**Supplied material:**
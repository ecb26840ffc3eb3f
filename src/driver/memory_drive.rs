use std::io;

use crate::driver::DeviceDriver;

/// A zero-filled drive held entirely in RAM. Nothing survives a drop.
pub struct MemoryDrive {
    data: Vec<u8>,
    sector_size: usize,
}

impl MemoryDrive {
    pub fn new(bytes: u64, sector_size: usize) -> MemoryDrive {
        MemoryDrive { data: vec![0; bytes as usize], sector_size }
    }
}

impl DeviceDriver for MemoryDrive {
    fn get_sector_count(&self) -> u64 {
        (self.data.len() / self.sector_size) as u64
    }

    fn get_sector_size(&self) -> usize {
        self.sector_size
    }

    fn read_sector(&self, index: u64) -> io::Result<Vec<u8>> {
        let offset = index as usize * self.sector_size;
        Ok(self.data[offset..offset + self.sector_size].to_vec())
    }

    fn write_sector(&mut self, index: u64, data: &[u8]) -> io::Result<()> {
        if data.len() != self.sector_size {
            panic!("Sector size mismatch - expected {}, got {}", self.sector_size, data.len());
        }
        let offset = index as usize * self.sector_size;
        self.data[offset..offset + self.sector_size].copy_from_slice(data);
        Ok(())
    }

    fn sync(&mut self) -> io::Result<()> {
        Ok(())
    }
}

**Problem to solve:** Within the material, how many lines hold the string "data"? Give the number by itself.

**Exercise solution:** 8